Sara Meyers, Call to Service Medal, Director, Sandy Program Management Office, Department of Housing and Urban Development, Washington, D.C.
The federal government needed to better understand the effectiveness of critical housing and disaster recovery programs. Meyers set up systems to analyze vast amounts of data to help policymakers track and evaluate the performance of critical programs dealing with homelessness, public housing and rental subsidies. She also set up processes to track the spending and effectiveness of $13.6 billion in economic stimulus money for housing and $50 billion in Hurricane Sandy disaster recovery funding.
Michael Byrne, Citizen Services Medal, Former Geographic Information Officer, Federal Communications Commission, Washington, D.C.

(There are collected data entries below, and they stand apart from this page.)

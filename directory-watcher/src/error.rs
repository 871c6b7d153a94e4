//! Error types for the directory change watcher.

use std::path::PathBuf;

use thiserror::Error;

/// Result type alias for watcher operations.
pub type Result<T> = std::result::Result<T, WatcherError>;

/// Errors returned synchronously by watcher operations.
///
/// Failures that happen after a watch is running are never returned from a
/// call; they reach the handler through
/// [`DirectoryChangeHandler::on_read_directory_changes_error`](crate::DirectoryChangeHandler::on_read_directory_changes_error).
#[derive(Error, Debug)]
pub enum WatcherError {
    /// A required argument was empty or out of range.
    #[error("invalid parameter: {0}")]
    InvalidParameter(String),

    /// The path does not exist or is not a directory.
    #[error("not a directory: {}", .0.display())]
    NotADirectory(PathBuf),

    /// An include or exclude pattern failed to compile.
    #[error("invalid filter pattern `{pattern}`: {source}")]
    InvalidPattern {
        pattern: String,
        #[source]
        source: globset::Error,
    },

    /// Opening the directory for change notifications failed.
    #[error("notify error: {0}")]
    Notify(#[from] notify::Error),

    /// IO error.
    #[error("io error: {0}")]
    Io(#[from] std::io::Error),

    /// The dispatch thread could not be started.
    #[error("failed to start dispatch thread: {0}")]
    ThreadSpawn(#[source] std::io::Error),

    /// Serialization error.
    #[error("serialization error: {0}")]
    Serialization(#[from] serde_json::Error),

    /// Configuration error.
    #[error("configuration error: {0}")]
    Config(String),
}

impl WatcherError {
    /// The operating system error code behind this error, if there is one.
    pub fn os_error_code(&self) -> Option<i32> {
        match self {
            WatcherError::Io(err) | WatcherError::ThreadSpawn(err) => err.raw_os_error(),
            WatcherError::Notify(err) => match &err.kind {
                notify::ErrorKind::Io(err) => err.raw_os_error(),
                _ => None,
            },
            _ => None,
        }
    }

    /// Whether the error was caused by the caller's arguments rather than by
    /// the system.
    pub fn is_caller_error(&self) -> bool {
        matches!(
            self,
            WatcherError::InvalidParameter(_)
                | WatcherError::NotADirectory(_)
                | WatcherError::InvalidPattern { .. }
        )
    }
}
/// The old half of a rename waiting for its new half.
struct HeldRename {
    record: PendingRecord,
    tracker: Option<usize>,
    generation: u64,
}

struct OutstandingRead {
    buffer: ReadBuffer,
    offset: usize,
}

#[derive(Default)]
struct PortState {
    pending: VecDeque<PendingRecord>,
    held: Option<HeldRename>,
    generation: u64,
    outstanding: Option<OutstandingRead>,
    completion: Option<CompletionRoutine>,
    failure: Option<io::Error>,
    closed: bool,
}

/// A read that is ready to complete.
type Ready = (CompletionRoutine, io::Result<usize>, ReadBuffer);

/// Shared between a handle and its platform watcher callback.
struct ReadPort {
    this: Weak<ReadPort>,
    scope: WatchScope,
    state: Mutex<PortState>,
}

impl ReadPort {
    fn new(scope: WatchScope) -> Arc<Self> {
        Arc::new_cyclic(|this| Self {
            this: this.clone(),
            scope,
            state: Mutex::new(PortState::default()),
        })
    }

    fn bind_completion(&self, routine: CompletionRoutine) -> io::Result<()> {
        let mut state = self.state.lock();
        if state.closed {
            return Err(closed_error());
        }
        state.completion = Some(routine);
        Ok(())
    }

    fn read_changes(&self, buffer: ReadBuffer, offset: usize) -> Result<(), (io::Error, ReadBuffer)> {
        let ready = {
            let mut state = self.state.lock();
            if state.closed {
                return Err((closed_error(), buffer));
            }
            if state.completion.is_none() {
                return Err((
                    io::Error::new(
                        io::ErrorKind::InvalidInput,
                        "directory handle is not bound to a completion queue",
                    ),
                    buffer,
                ));
            }
            if state.outstanding.is_some() {
                return Err((
                    io::Error::new(io::ErrorKind::WouldBlock, "a read is already outstanding"),
                    buffer,
                ));
            }
            if offset >= buffer.len() {
                return Err((
                    io::Error::new(io::ErrorKind::InvalidInput, "read offset is past the buffer"),
                    buffer,
                ));
            }
            if let Some(err) = state.failure.take() {
                return Err((err, buffer));
            }
            state.outstanding = Some(OutstandingRead { buffer, offset });
            self.take_ready(&mut state)
        };
        finish(ready);
        Ok(())
    }

    fn on_event(&self, res: notify::Result<Event>) {
        let mut held_generation = None;
        let ready = {
            let mut state = self.state.lock();
            if state.closed {
                return;
            }
            match res {
                Ok(event) => match self.scope.records_for(&event) {
                    Ok(records) => {
                        let tracker = event.attrs.tracker();
                        for record in records {
                            if let Some(generation) = self.enqueue(&mut state, record, tracker) {
                                held_generation = Some(generation);
                            }
                        }
                    }
                    Err(err) => state.failure = Some(err),
                },
                Err(err) if err.paths.iter().any(|path| !self.scope.is_root(path)) => {
                    warn!(
                        "Platform watcher error below {}: {err}",
                        self.scope.root.display()
                    );
                }
                Err(err) => state.failure = Some(notify_to_io(err)),
            }
            self.take_ready(&mut state)
        };
        finish(ready);
        if let Some(generation) = held_generation {
            self.arm_rename_timer(generation);
        }
    }

    /// Queue one record, pairing rename halves. Returns the generation of an
    /// old name that is now held and needs a timer.
    fn enqueue(
        &self,
        state: &mut PortState,
        record: PendingRecord,
        tracker: Option<usize>,
    ) -> Option<u64> {
        match record.action {
            ChangeAction::RenamedFrom => {
                self.release_held(state);
                state.generation += 1;
                state.held = Some(HeldRename {
                    record,
                    tracker,
                    generation: state.generation,
                });
                return Some(state.generation);
            }
            ChangeAction::RenamedTo => match state.held.take() {
                Some(held) if matches!((held.tracker, tracker), (Some(a), Some(b)) if a != b) => {
                    self.push_pending(state, held.record.into_removed());
                }
                Some(held) => self.push_pending(state, held.record),
                None => {}
            },
            _ => self.release_held(state),
        }
        self.push_pending(state, record);
        None
    }

    /// Report a held old name that never got its new name as removed.
    fn release_held(&self, state: &mut PortState) {
        if let Some(held) = state.held.take() {
            trace!(
                "Rename of {} has no new name in {}; reporting a removal",
                String::from_utf16_lossy(&held.record.name),
                self.scope.root.display()
            );
            self.push_pending(state, held.record.into_removed());
        }
    }

    fn push_pending(&self, state: &mut PortState, record: PendingRecord) {
        if state.pending.len() >= MAX_PENDING_RECORDS {
            state.pending.pop_front();
            warn!(
                "Change backlog for {} is full; dropping the oldest record",
                self.scope.root.display()
            );
        }
        state.pending.push_back(record);
    }

    fn arm_rename_timer(&self, generation: u64) {
        let port = self.this.clone();
        let spawned = thread::Builder::new()
            .name("dwatch-rename".to_string())
            .spawn(move || {
                thread::sleep(RENAME_PAIR_TIMEOUT);
                if let Some(port) = port.upgrade() {
                    port.expire_held(generation);
                }
            });
        if let Err(err) = spawned {
            warn!("Could not start the rename timer, reporting the old name now: {err}");
            self.expire_held(generation);
        }
    }

    /// Timer callback: release the held old name if it is still `generation`.
    fn expire_held(&self, generation: u64) {
        let ready = {
            let mut state = self.state.lock();
            let current = state
                .held
                .as_ref()
                .is_some_and(|held| held.generation == generation);
            if state.closed || !current {
                return;
            }
            self.release_held(&mut state);
            self.take_ready(&mut state)
        };
        finish(ready);
    }

    /// Complete the outstanding read if there is anything to report.
    fn take_ready(&self, state: &mut PortState) -> Option<Ready> {
        if state.outstanding.is_none() {
            return None;
        }
        let routine = state.completion.clone()?;

        if let Some(err) = state.failure.take() {
            let read = state.outstanding.take()?;
            return Some((routine, Err(err), read.buffer));
        }
        if state.pending.is_empty() {
            return None;
        }

        let mut read = state.outstanding.take()?;
        let capacity = read.buffer.len();
        let written = {
            let mut writer = RecordWriter::new(&mut read.buffer[read.offset..]);
            while let Some(first) = state.pending.front() {
                let pair_len = state
                    .pending
                    .get(1)
                    .filter(|second| {
                        first.action == ChangeAction::RenamedFrom
                            && second.action == ChangeAction::RenamedTo
                    })
                    .map(|second| first.encoded_len() + second.encoded_len());

                if let Some(pair_len) = pair_len {
                    if pair_len <= writer.remaining() {
                        for record in state.pending.drain(..2) {
                            writer.push(record.action, &record.name);
                        }
                        continue;
                    }
                    if !writer.is_empty() || pair_len <= capacity {
                        // The pair goes whole into the next read.
                        break;
                    }
                    warn!(
                        "Rename of {} in {} does not fit one read buffer; its halves are reported apart",
                        String::from_utf16_lossy(&first.name),
                        self.scope.root.display()
                    );
                }

                if !writer.push(first.action, &first.name) {
                    break;
                }
                state.pending.pop_front();
            }
            writer.len()
        };
        // With a carried rename half in front, a zero-length completion hands
        // it back to be reported on its own.
        if written == 0 && read.offset == 0 {
            if let Some(record) = state.pending.pop_front() {
                warn!(
                    "Dropping a change record for {} with a {} byte name that cannot fit the read buffer",
                    self.scope.root.display(),
                    record.name.len() * 2
                );
            }
        }
        Some((routine, Ok(written), read.buffer))
    }

    fn close(&self) -> bool {
        let ready = {
            let mut state = self.state.lock();
            state.closed = true;
            state.pending.clear();
            state.held = None;
            state.failure = None;
            match (state.outstanding.take(), state.completion.clone()) {
                (Some(read), Some(routine)) => Some((routine, Err(aborted_error()), read.buffer)),
                _ => None,
            }
        };
        let had_outstanding = ready.is_some();
        finish(ready);
        had_outstanding
    }
}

The Federal Communications Commission (FCC) was charged with expanding broadband service nationwide. To achieve that goal, Byrne created a set of interactive, searchable online maps that put detailed data about broadband availability in the hands of citizens and policymakers. He also created online maps and geospatial visualizations that helped consumers and businesses make informed decisions by bringing to light previously inaccessible data about our country’s communications systems, including the proposed locations for new cellphone towers and new low power FM radio stations, and the availability of spectrum to be auctioned by the government.
Edwin Kneedler, Career Achievement Medal, Deputy Solicitor General, Department of Justice, Washington, D.C.
Edwin Kneedler has argued 125 cases before the Supreme Court, more than any other practicing attorney, on issues ranging from health care to free speech. As the top career deputy in the Solicitor General’s Office, Kneedler has set a high standard for integrity and has used his immense experience, institutional knowledge and credibility to help craft the government’s legal position on hundreds of cases before the nation’s high court.
Rana Hajjeh and the Hib Initiative Team, Federal Employee of the Year, Director, Division of Bacterial Diseases, Centers for Disease Control and Prevention, Department of Health and Human Services, Atlanta
Until recently, nearly 400,000 children in developing nations were dying annually of bacterial meningitis and pneumonia. Employing a combination of persistence, advocacy and science, Hajjeh worked with public health partners to convince 60 countries to use the Hib vaccine to curb the spread of these diseases, ultimately preventing millions of childhood deaths and disabilities such as mental retardation and deafness. The Hib Initiative, funded by the GAVI Alliance, is a consortium of four organizations: CDC, Johns Hopkins Bloomberg School of Public Health, London School of Hygiene & Tropical Medicine and World Health Organization.